Auf die Frage, ob weitere Gespräche zu freiwilligem Selbstverzicht stattgefunden bzw. Termine vereinbart sind, antwortete der Senat im Rahmen dieser Anfragereihe bisher mehrmals, „die zuständige Behörde befindet sich im kontinuierlichen Austausch mit der Hafenwirtschaft. Es sind weitere Termine vorgesehen. Aus Vertraulichkeitsgründen können die Gesprächspartnerinnen und -partner nicht genannt werden… Der Senat strebt an, dass sich weitere Hafenunternehmen anschließen.“ Dazu steht die zuständige Behörde wohl auch „weiterhin in Kontakt zu den relevanten Hafenunternehmen“.
Hat die zuständige Behörde bei ihrem kontinuierlichen Austausch mit der Hafenwirtschaft über die nun als erfolgreich beendeten Gespräche mit C. Steinweg und  Eurogate hinaus weitere Gespräche mit z.B. Reedereien zum Themenkomplex atomarer Umschlag geführt?

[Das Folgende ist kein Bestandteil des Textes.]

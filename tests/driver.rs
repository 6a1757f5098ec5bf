//! Integration tests for the conversion driver.
//!
//! These run the full batch loop against temporary directories with a
//! scripted in-process completion client — no network, no credentials.
//! The HTTP client itself is covered by its own unit tests; everything else
//! (skip guard, cleaning threshold, failure continuation, tally invariant,
//! mirrored layout) is exercised here.

use async_trait::async_trait;
use cmd2slash::{
    convert_dir, ChatCompletion, ConversionConfig, Cmd2SlashError, FileError, FileOutcome,
};
use std::fs;
use std::path::Path;
use std::sync::atomic::{AtomicUsize, Ordering};
use std::sync::{Arc, Mutex};

// ── Scripted clients ─────────────────────────────────────────────────────────

/// Returns a fixed reply for every call and records what it was asked.
struct ScriptedClient {
    reply: String,
    calls: AtomicUsize,
    prompts: Mutex<Vec<String>>,
}

impl ScriptedClient {
    fn new(reply: &str) -> Arc<Self> {
        Arc::new(Self {
            reply: reply.to_string(),
            calls: AtomicUsize::new(0),
            prompts: Mutex::new(Vec::new()),
        })
    }

    fn call_count(&self) -> usize {
        self.calls.load(Ordering::SeqCst)
    }
}

#[async_trait]
impl ChatCompletion for ScriptedClient {
    async fn complete(&self, _system: &str, user: &str) -> Result<String, String> {
        self.calls.fetch_add(1, Ordering::SeqCst);
        self.prompts.lock().unwrap().push(user.to_string());
        Ok(self.reply.clone())
    }
}

/// Fails whenever the prompt contains `marker`, succeeds otherwise.
struct FlakyClient {
    marker: String,
    calls: AtomicUsize,
}

#[async_trait]
impl ChatCompletion for FlakyClient {
    async fn complete(&self, _system: &str, user: &str) -> Result<String, String> {
        self.calls.fetch_add(1, Ordering::SeqCst);
        if user.contains(&self.marker) {
            Err("request timed out".to_string())
        } else {
            Ok("converted();".to_string())
        }
    }
}

// ── Helpers ──────────────────────────────────────────────────────────────────

fn test_config(client: Arc<dyn ChatCompletion>) -> ConversionConfig {
    ConversionConfig::builder()
        .client(client)
        .request_delay_ms(0)
        .build()
        .unwrap()
}

fn write(root: &Path, rel: &str, content: &str) {
    let path = root.join(rel);
    if let Some(parent) = path.parent() {
        fs::create_dir_all(parent).unwrap();
    }
    fs::write(path, content).unwrap();
}

// ── Scenarios from the driver's contract ─────────────────────────────────────

#[tokio::test]
async fn fresh_file_converted_existing_output_skipped() {
    let src = tempfile::tempdir().unwrap();
    let out = tempfile::tempdir().unwrap();

    write(src.path(), "a.js", "message.reply('pong'); // 50 chars of bot");
    write(src.path(), "b.js", "message.reply('hi');");
    write(out.path(), "b.js", "already converted, do not touch");

    let client = ScriptedClient::new("interaction.reply('pong');");
    let config = test_config(client.clone());

    let report = convert_dir(src.path(), out.path(), &config).await.unwrap();

    assert_eq!(report.summary.success, 1);
    assert_eq!(report.summary.skipped, 1);
    assert_eq!(report.summary.failed, 0);

    // a.js converted and written
    assert_eq!(
        fs::read_to_string(out.path().join("a.js")).unwrap(),
        "interaction.reply('pong');"
    );
    // b.js output untouched, and no API call was made for it
    assert_eq!(
        fs::read_to_string(out.path().join("b.js")).unwrap(),
        "already converted, do not touch"
    );
    assert_eq!(client.call_count(), 1);
}

#[tokio::test]
async fn tally_always_matches_enumerated_files() {
    let src = tempfile::tempdir().unwrap();
    let out = tempfile::tempdir().unwrap();

    write(src.path(), "ok.js", "fine();");
    write(src.path(), "skipped.js", "fine();");
    write(out.path(), "skipped.js", "existing");
    write(src.path(), "fails.js", "BOOM marker here");
    write(src.path(), "notes.txt", "not enumerated");

    let client = Arc::new(FlakyClient {
        marker: "BOOM".to_string(),
        calls: AtomicUsize::new(0),
    });
    let config = test_config(client);

    let report = convert_dir(src.path(), out.path(), &config).await.unwrap();

    assert_eq!(report.files.len(), 3);
    assert_eq!(report.summary.total(), 3);
    assert_eq!(report.summary.success, 1);
    assert_eq!(report.summary.failed, 1);
    assert_eq!(report.summary.skipped, 1);
}

#[tokio::test]
async fn oversized_file_is_cleaned_then_converted() {
    let src = tempfile::tempdir().unwrap();
    let out = tempfile::tempdir().unwrap();

    // ~25k chars, of which ~6k are comments: the cleaned form fits the
    // 20k budget, so the file must be cleaned and converted, not failed.
    let code = "x".repeat(19_000);
    let comment = format!("// {}", "c".repeat(6_000));
    write(src.path(), "big.js", &format!("{code}\n{comment}\n"));

    let client = ScriptedClient::new("converted();");
    let config = test_config(client.clone());

    let report = convert_dir(src.path(), out.path(), &config).await.unwrap();

    assert_eq!(report.summary.success, 1);
    assert!(report.files[0].cleaned);
    assert_eq!(client.call_count(), 1);

    // The model saw the cleaned form: under budget, comments gone.
    let prompts = client.prompts.lock().unwrap();
    assert!(prompts[0].chars().count() <= 20_000);
    assert!(!prompts[0].contains("ccc"));
}

#[tokio::test]
async fn oversized_file_still_too_large_fails_without_api_call() {
    let src = tempfile::tempdir().unwrap();
    let out = tempfile::tempdir().unwrap();

    // 25k chars of plain code: cleaning removes nothing, still over budget.
    write(src.path(), "huge.js", &"z".repeat(25_000));

    let client = ScriptedClient::new("never used");
    let config = test_config(client.clone());

    let report = convert_dir(src.path(), out.path(), &config).await.unwrap();

    assert_eq!(report.summary.failed, 1);
    assert!(matches!(
        report.files[0].error,
        Some(FileError::TooLarge { .. })
    ));
    assert_eq!(client.call_count(), 0);
    assert!(!out.path().join("huge.js").exists());
}

#[tokio::test]
async fn api_error_marks_file_failed_and_batch_continues() {
    let src = tempfile::tempdir().unwrap();
    let out = tempfile::tempdir().unwrap();

    // Sorted enumeration: the failing file comes first.
    write(src.path(), "a_fails.js", "BOOM");
    write(src.path(), "b_ok.js", "fine();");

    let client = Arc::new(FlakyClient {
        marker: "BOOM".to_string(),
        calls: AtomicUsize::new(0),
    });
    let config = test_config(client.clone());

    let report = convert_dir(src.path(), out.path(), &config).await.unwrap();

    assert_eq!(report.summary.failed, 1);
    assert_eq!(report.summary.success, 1);
    assert_eq!(client.calls.load(Ordering::SeqCst), 2);

    let failed = &report.files[0];
    assert_eq!(failed.outcome, FileOutcome::Failed);
    match failed.error.as_ref().unwrap() {
        FileError::ApiFailed { detail, .. } => assert!(detail.contains("timed out")),
        other => panic!("expected ApiFailed, got {other:?}"),
    }

    assert!(out.path().join("b_ok.js").exists());
    assert!(!out.path().join("a_fails.js").exists());
}

#[tokio::test]
async fn reasoning_only_reply_is_an_empty_response_failure() {
    let src = tempfile::tempdir().unwrap();
    let out = tempfile::tempdir().unwrap();

    write(src.path(), "cmd.js", "fine();");

    let client = ScriptedClient::new("<think>no code produced</think>");
    let config = test_config(client);

    let report = convert_dir(src.path(), out.path(), &config).await.unwrap();

    assert_eq!(report.summary.failed, 1);
    assert!(matches!(
        report.files[0].error,
        Some(FileError::EmptyResponse { .. })
    ));
    assert!(!out.path().join("cmd.js").exists());
}

#[tokio::test]
async fn fenced_reply_is_written_without_the_fence() {
    let src = tempfile::tempdir().unwrap();
    let out = tempfile::tempdir().unwrap();

    write(src.path(), "cmd.js", "fine();");

    let client = ScriptedClient::new(
        "Here is the converted command:\n```js\ninteraction.reply('hi');\n```\nEnjoy!",
    );
    let config = test_config(client);

    convert_dir(src.path(), out.path(), &config).await.unwrap();

    assert_eq!(
        fs::read_to_string(out.path().join("cmd.js")).unwrap(),
        "interaction.reply('hi');"
    );
}

#[tokio::test]
async fn output_mirrors_nested_source_layout() {
    let src = tempfile::tempdir().unwrap();
    let out = tempfile::tempdir().unwrap();

    write(src.path(), "commands/mod/ban.js", "fine();");
    write(src.path(), "commands/fun/eightball.js", "fine();");

    let client = ScriptedClient::new("converted();");
    let config = test_config(client);

    let report = convert_dir(src.path(), out.path(), &config).await.unwrap();

    assert_eq!(report.summary.success, 2);
    assert!(out.path().join("commands/mod/ban.js").exists());
    assert!(out.path().join("commands/fun/eightball.js").exists());
}

#[tokio::test]
async fn rerun_skips_written_outputs_and_retries_failures() {
    let src = tempfile::tempdir().unwrap();
    let out = tempfile::tempdir().unwrap();

    write(src.path(), "a_fails.js", "BOOM");
    write(src.path(), "b_ok.js", "fine();");

    let flaky = Arc::new(FlakyClient {
        marker: "BOOM".to_string(),
        calls: AtomicUsize::new(0),
    });
    let config = test_config(flaky);
    let first = convert_dir(src.path(), out.path(), &config).await.unwrap();
    assert_eq!(first.summary.failed, 1);

    // Second run with a healthy client: the previously failed file is
    // retried, the previously succeeded file is skipped untouched.
    let healthy = ScriptedClient::new("recovered();");
    let config = test_config(healthy.clone());
    let second = convert_dir(src.path(), out.path(), &config).await.unwrap();

    assert_eq!(second.summary.success, 1);
    assert_eq!(second.summary.skipped, 1);
    assert_eq!(second.summary.failed, 0);
    assert_eq!(healthy.call_count(), 1);
    assert_eq!(
        fs::read_to_string(out.path().join("a_fails.js")).unwrap(),
        "recovered();"
    );
    assert_eq!(
        fs::read_to_string(out.path().join("b_ok.js")).unwrap(),
        "converted();"
    );
}

// ── Fatal startup conditions ─────────────────────────────────────────────────

#[tokio::test]
async fn missing_source_directory_is_fatal() {
    let out = tempfile::tempdir().unwrap();
    let client = ScriptedClient::new("never");
    let config = test_config(client);

    let result = convert_dir("/no/such/source", out.path(), &config).await;
    assert!(matches!(
        result,
        Err(Cmd2SlashError::SourceDirMissing { .. })
    ));
}

#[tokio::test]
async fn empty_source_directory_yields_empty_report() {
    let src = tempfile::tempdir().unwrap();
    let out = tempfile::tempdir().unwrap();
    let client = ScriptedClient::new("never");
    let config = test_config(client.clone());

    let report = convert_dir(src.path(), out.path(), &config).await.unwrap();

    assert_eq!(report.summary.total(), 0);
    assert!(report.files.is_empty());
    assert_eq!(client.call_count(), 0);
}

Es ist insgesamt mit vier Unternehmen gesprochen worden, im Übrigen siehe Drs. 21/13484.

 

18. Welche Einschätzung bezüglich der Entwidmung des Hafens für den Umschlag von Kernbrennstoffen, damit der freiwillige Verzicht auch gesichert werden kann, hat der Senat derzeit?

Siehe Vorbemerkung.

 

19. Sind dem Senat etwaige Verlagerungen von Kernbrennstofftransporten zu Eurogate, Steinweg-Terminal oder Unikai bzw. an andere Kaikanten nach der Ankündigung der HHLA bekannt, nachdem mit der überwiegend städtischen HHLA ein „ für den Hamburger Hafen bedeutsame(s) Unternehmen“ (Drs. 21/13484) zur Jahresmitte 2018 bekannt gab, freiwillig darauf verzichten zu wollen, Kernbrennstoffe umzuschlagen?
Wenn ja, welche und durch wen?

Nein.

 

20.  Wie lange laufen ggf. noch die Altverträge der HHLA mit welchen Atomtransporteuren (Reedereien u.a.)? Wie langfristig laufen ggf. z.B. die Verträge mit der Rederei "Godby Shipping AB" noch?

Als börsennotierte Aktiengesellschaft beantwortet die HHLA die Fragen aller ihrer Aktionäre aus aktienrechtlichen Gründen einheitlich auf der jährlichen Hauptversammlung.